== ENTRIES SHOWN
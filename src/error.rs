/// Application-level errors
#[derive(thiserror::Error, Debug)]
pub enum AppError {
    #[error("HTTP client error: {0}")]
    HttpClient(#[from] reqwest::Error),

    #[error("Invalid input: {0}")]
    InvalidInput(String),

    #[error("External API error: {0}")]
    ExternalApi(String),
}

pub type AppResult<T> = Result<T, AppError>;

#[cfg(test)]
mod tests {
    use super::*;

    #[test]
    fn test_display_includes_detail() {
        let error = AppError::ExternalApi("Model foo not found".to_string());
        assert_eq!(error.to_string(), "External API error: Model foo not found");

        let error = AppError::InvalidInput("count must be a whole number".to_string());
        assert_eq!(error.to_string(), "Invalid input: count must be a whole number");
    }
}
use leptos::prelude::*;
use leptos::tachys::view::RenderHtml;

use crate::models::{ModelCatalog, Movie, MAX_RECOMMENDATIONS, MIN_RECOMMENDATIONS};

use super::labels::{model_description, model_label};
use super::state::{ViewError, ViewState};

const STYLE: &str = "body{font-family:sans-serif;background:#23284a;color:#fff;max-width:72rem;margin:0 auto;padding:1rem}\
section,.panel{background:rgba(255,255,255,.1);border-radius:1rem;padding:1.5rem;margin-bottom:1.5rem}\
.columns{display:flex;gap:2rem}.columns>.panel{flex:1}\
select,input,button{width:100%;padding:.6rem;margin:.4rem 0 1rem}\
.error{background:rgba(248,113,113,.2);color:#fecaca;padding:.75rem;text-align:center}\
.card{background:rgba(255,255,255,.1);border-radius:1rem;padding:1rem;margin-bottom:1rem}\
.rank{float:right;background:#6366f1;border-radius:1rem;padding:.1rem .6rem}\
footer{text-align:center;opacity:.4}";

/// Formats a similarity score in [0, 1] as a percentage with one decimal
pub fn format_similarity(similarity: f64) -> String {
    format!("{:.1}%", similarity * 100.0)
}

/// Renders the whole page for `state`; `year` goes in the footer
pub fn render_page(state: &ViewState, year: i32) -> String {
    let page = view! { <Page state=state.clone() year=year/> };
    format!("<!DOCTYPE html>{}", page.to_html())
}

#[component]
fn Page(state: ViewState, year: i32) -> impl IntoView {
    let loading = state.loading;
    let enabled = state.action_enabled();

    view! {
        <html lang="en">
            <head>
                <meta charset="utf-8"/>
                <title>"Movie Recommender"</title>
                // poll until the in-flight request settles
                {loading.then(|| view! { <meta http-equiv="refresh" content="1"/> })}
                <style inner_html=STYLE></style>
            </head>
            <body>
                <h1>"Movie Recommender"</h1>
                <About/>
                <div class="columns">
                    <div class="panel controls">
                        <ModelSelector
                            models=state.models.clone()
                            selected=state.selected_model.clone()
                        />
                        <MovieSelector
                            movies=state.movies.clone()
                            selected=state.selected_movie.clone()
                        />
                        <CountSlider count=state.count.get()/>
                        <ActionButton loading=loading enabled=enabled/>
                        <ErrorBanner error=state.error/>
                    </div>
                    <div class="panel results">
                        <Results recommendations=state.recommendations.clone()/>
                    </div>
                </div>
                <footer>{format!("© {} Movie Recommender", year)}</footer>
            </body>
        </html>
    }
}

#[component]
fn About() -> impl IntoView {
    view! {
        <section class="about">
            <h2>"About This Project"</h2>
            <p>
                <b>"Movie Recommendation System"</b>
                " is a research project by Kyle Carbonell, Eugene Cho, Patrick Yao, and Brayan Torres Vega (2025). \
                 We use the IMDb Top 1000 dataset and explore different content-based recommendation models \
                 using only movie features (no user data)."
            </p>
            <ul>
                <li>"All models use KNN with cosine similarity to find similar movies."</li>
                <li>"Features include: plot (overview), genres, director, cast, and ratings."</li>
                <li>"Each model in the dropdown represents a different research experiment or feature combination from our report."</li>
            </ul>
        </section>
    }
}

#[component]
fn ModelSelector(models: ModelCatalog, selected: String) -> impl IntoView {
    let description = models
        .get(&selected)
        .map(|info| model_description(&selected, info).to_string());

    let options = models
        .iter()
        .map(|(key, info)| {
            let text = format!("{} by {}", model_label(key, info), info.author);
            view! { <option value=key.clone() selected={*key == selected}>{text}</option> }
        })
        .collect::<Vec<_>>();

    view! {
        <form method="post" action="/select/model">
            <label for="model">"Select Model:"</label>
            <select id="model" name="model" onchange="this.form.submit()">
                {options}
            </select>
            <noscript><button type="submit">"Apply"</button></noscript>
        </form>
        {description.map(|text| view! { <p class="description"><i>{text}</i></p> })}
    }
}

#[component]
fn MovieSelector(movies: Vec<String>, selected: String) -> impl IntoView {
    let placeholder = selected.is_empty();
    let options = movies
        .into_iter()
        .map(|title| {
            let is_selected = title == selected;
            view! { <option value=title.clone() selected=is_selected>{title.clone()}</option> }
        })
        .collect::<Vec<_>>();

    view! {
        <form method="post" action="/select/movie">
            <label for="movie">"Select Movie:"</label>
            <select id="movie" name="movie" onchange="this.form.submit()">
                <option value="" selected=placeholder>"Choose a movie..."</option>
                {options}
            </select>
            <noscript><button type="submit">"Apply"</button></noscript>
        </form>
    }
}

#[component]
fn CountSlider(count: u8) -> impl IntoView {
    view! {
        <form method="post" action="/select/count">
            <label for="count">"Number of Recommendations: "<b>{count.to_string()}</b></label>
            <input
                type="range"
                id="count"
                name="count"
                min=MIN_RECOMMENDATIONS.to_string()
                max=MAX_RECOMMENDATIONS.to_string()
                value=count.to_string()
                onchange="this.form.submit()"
            />
            <noscript><button type="submit">"Apply"</button></noscript>
        </form>
    }
}

#[component]
fn ActionButton(loading: bool, enabled: bool) -> impl IntoView {
    let label = if loading {
        "Getting Recommendations..."
    } else {
        "Get Recommendations"
    };

    view! {
        <form method="post" action="/recommend">
            <button type="submit" id="recommend" disabled={!enabled}>{label}</button>
        </form>
    }
}

#[component]
fn ErrorBanner(error: Option<ViewError>) -> impl IntoView {
    error.map(|error| view! { <div class="error" role="alert">{error.to_string()}</div> })
}

#[component]
fn Results(recommendations: Vec<Movie>) -> impl IntoView {
    (!recommendations.is_empty()).then(|| {
        let cards = recommendations
            .into_iter()
            .enumerate()
            .map(|(index, movie)| view! { <MovieCard rank={index + 1} movie=movie/> })
            .collect::<Vec<_>>();

        view! {
            <h2>"Recommended Movies"</h2>
            {cards}
        }
    })
}

#[component]
fn MovieCard(rank: usize, movie: Movie) -> impl IntoView {
    view! {
        <div class="card">
            <span class="rank">{format!("#{}", rank)}</span>
            <h3>{movie.title}</h3>
            <p class="genre"><i>{movie.genre}</i></p>
            <p>
                <span class="rating">{format!("★ {}", movie.rating)}</span>
                <span class="similarity">
                    {format!("Similarity: {}", format_similarity(movie.similarity))}
                </span>
            </p>
            <p class="overview">{movie.overview}</p>
        </div>
    }
}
====
WHAT IS NEEDED -> What you return must match the entries exactly, word for word.

SOLUTION ->
filename src/error.rs
/// Application-level errors
#[derive(thiserror::Error, Debug)]
pub enum AppError {
    #[error("HTTP client error: {0}")]
    HttpClient(#[from] reqwest::Error),

    #[error("Invalid input: {0}")]
    InvalidInput(String),

    #[error("External API error: {0}")]
    ExternalApi(String),
}

pub type AppResult<T> = Result<T, AppError>;

#[cfg(test)]
mod tests {
    use super::*;

    #[test]
    fn test_display_includes_detail() {
        let error = AppError::ExternalApi("Model foo not found".to_string());
        assert_eq!(error.to_string(), "External API error: Model foo not found");

        let error = AppError::InvalidInput("count must be a whole number".to_string());
        assert_eq!(error.to_string(), "Invalid input: count must be a whole number");
    }
}
use leptos::prelude::*;
use leptos::tachys::view::RenderHtml;

use crate::models::{ModelCatalog, Movie, MAX_RECOMMENDATIONS, MIN_RECOMMENDATIONS};

use super::labels::{model_description, model_label};
use super::state::{ViewError, ViewState};

const STYLE: &str = "body{font-family:sans-serif;background:#23284a;color:#fff;max-width:72rem;margin:0 auto;padding:1rem}\
section,.panel{background:rgba(255,255,255,.1);border-radius:1rem;padding:1.5rem;margin-bottom:1.5rem}\
.columns{display:flex;gap:2rem}.columns>.panel{flex:1}\
select,input,button{width:100%;padding:.6rem;margin:.4rem 0 1rem}\
.error{background:rgba(248,113,113,.2);color:#fecaca;padding:.75rem;text-align:center}\
.card{background:rgba(255,255,255,.1);border-radius:1rem;padding:1rem;margin-bottom:1rem}\
.rank{float:right;background:#6366f1;border-radius:1rem;padding:.1rem .6rem}\
footer{text-align:center;opacity:.4}";

/// Formats a similarity score in [0, 1] as a percentage with one decimal
pub fn format_similarity(similarity: f64) -> String {
    format!("{:.1}%", similarity * 100.0)
}

/// Renders the whole page for `state`; `year` goes in the footer
pub fn render_page(state: &ViewState, year: i32) -> String {
    let page = view! { <Page state=state.clone() year=year/> };
    format!("<!DOCTYPE html>{}", page.to_html())
}

#[component]
fn Page(state: ViewState, year: i32) -> impl IntoView {
    let loading = state.loading;
    let enabled = state.action_enabled();

    view! {
        <html lang="en">
            <head>
                <meta charset="utf-8"/>
                <title>"Movie Recommender"</title>
                // poll until the in-flight request settles
                {loading.then(|| view! { <meta http-equiv="refresh" content="1"/> })}
                <style inner_html=STYLE></style>
            </head>
            <body>
                <h1>"Movie Recommender"</h1>
                <About/>
                <div class="columns">
                    <div class="panel controls">
                        <ModelSelector
                            models=state.models.clone()
                            selected=state.selected_model.clone()
                        />
                        <MovieSelector
                            movies=state.movies.clone()
                            selected=state.selected_movie.clone()
                        />
                        <CountSlider count=state.count.get()/>
                        <ActionButton loading=loading enabled=enabled/>
                        <ErrorBanner error=state.error/>
                    </div>
                    <div class="panel results">
                        <Results recommendations=state.recommendations.clone()/>
                    </div>
                </div>
                <footer>{format!("© {} Movie Recommender", year)}</footer>
            </body>
        </html>
    }
}

#[component]
fn About() -> impl IntoView {
    view! {
        <section class="about">
            <h2>"About This Project"</h2>
            <p>
                <b>"Movie Recommendation System"</b>
                " is a research project by Kyle Carbonell, Eugene Cho, Patrick Yao, and Brayan Torres Vega (2025). \
                 We use the IMDb Top 1000 dataset and explore different content-based recommendation models \
                 using only movie features (no user data)."
            </p>
            <ul>
                <li>"All models use KNN with cosine similarity to find similar movies."</li>
                <li>"Features include: plot (overview), genres, director, cast, and ratings."</li>
                <li>"Each model in the dropdown represents a different research experiment or feature combination from our report."</li>
            </ul>
        </section>
    }
}

#[component]
fn ModelSelector(models: ModelCatalog, selected: String) -> impl IntoView {
    let description = models
        .get(&selected)
        .map(|info| model_description(&selected, info).to_string());

    let options = models
        .iter()
        .map(|(key, info)| {
            let text = format!("{} by {}", model_label(key, info), info.author);
            view! { <option value=key.clone() selected={*key == selected}>{text}</option> }
        })
        .collect::<Vec<_>>();

    view! {
        <form method="post" action="/select/model">
            <label for="model">"Select Model:"</label>
            <select id="model" name="model" onchange="this.form.submit()">
                {options}
            </select>
            <noscript><button type="submit">"Apply"</button></noscript>
        </form>
        {description.map(|text| view! { <p class="description"><i>{text}</i></p> })}
    }
}

#[component]
fn MovieSelector(movies: Vec<String>, selected: String) -> impl IntoView {
    let placeholder = selected.is_empty();
    let options = movies
        .into_iter()
        .map(|title| {
            let is_selected = title == selected;
            view! { <option value=title.clone() selected=is_selected>{title.clone()}</option> }
        })
        .collect::<Vec<_>>();

    view! {
        <form method="post" action="/select/movie">
            <label for="movie">"Select Movie:"</label>
            <select id="movie" name="movie" onchange="this.form.submit()">
                <option value="" selected=placeholder>"Choose a movie..."</option>
                {options}
            </select>
            <noscript><button type="submit">"Apply"</button></noscript>
        </form>
    }
}

#[component]
fn CountSlider(count: u8) -> impl IntoView {
    view! {
        <form method="post" action="/select/count">
            <label for="count">"Number of Recommendations: "<b>{count.to_string()}</b></label>
            <input
                type="range"
                id="count"
                name="count"
                min=MIN_RECOMMENDATIONS.to_string()
                max=MAX_RECOMMENDATIONS.to_string()
                value=count.to_string()
                onchange="this.form.submit()"
            />
            <noscript><button type="submit">"Apply"</button></noscript>
        </form>
    }
}

#[component]
fn ActionButton(loading: bool, enabled: bool) -> impl IntoView {
    let label = if loading {
        "Getting Recommendations..."
    } else {
        "Get Recommendations"
    };

    view! {
        <form method="post" action="/recommend">
            <button type="submit" id="recommend" disabled={!enabled}>{label}</button>
        </form>
    }
}

#[component]
fn ErrorBanner(error: Option<ViewError>) -> impl IntoView {
    error.map(|error| view! { <div class="error" role="alert">{error.to_string()}</div> })
}

#[component]
fn Results(recommendations: Vec<Movie>) -> impl IntoView {
    (!recommendations.is_empty()).then(|| {
        let cards = recommendations
            .into_iter()
            .enumerate()
            .map(|(index, movie)| view! { <MovieCard rank={index + 1} movie=movie/> })
            .collect::<Vec<_>>();

        view! {
            <h2>"Recommended Movies"</h2>
            {cards}
        }
    })
}

#[component]
fn MovieCard(rank: usize, movie: Movie) -> impl IntoView {
    view! {
        <div class="card">
            <span class="rank">{format!("#{}", rank)}</span>
            <h3>{movie.title}</h3>
            <p class="genre"><i>{movie.genre}</i></p>
            <p>
                <span class="rating">{format!("★ {}", movie.rating)}</span>
                <span class="similarity">
                    {format!("Similarity: {}", format_similarity(movie.similarity))}
                </span>
            </p>
            <p class="overview">{movie.overview}</p>
        </div>
    }
}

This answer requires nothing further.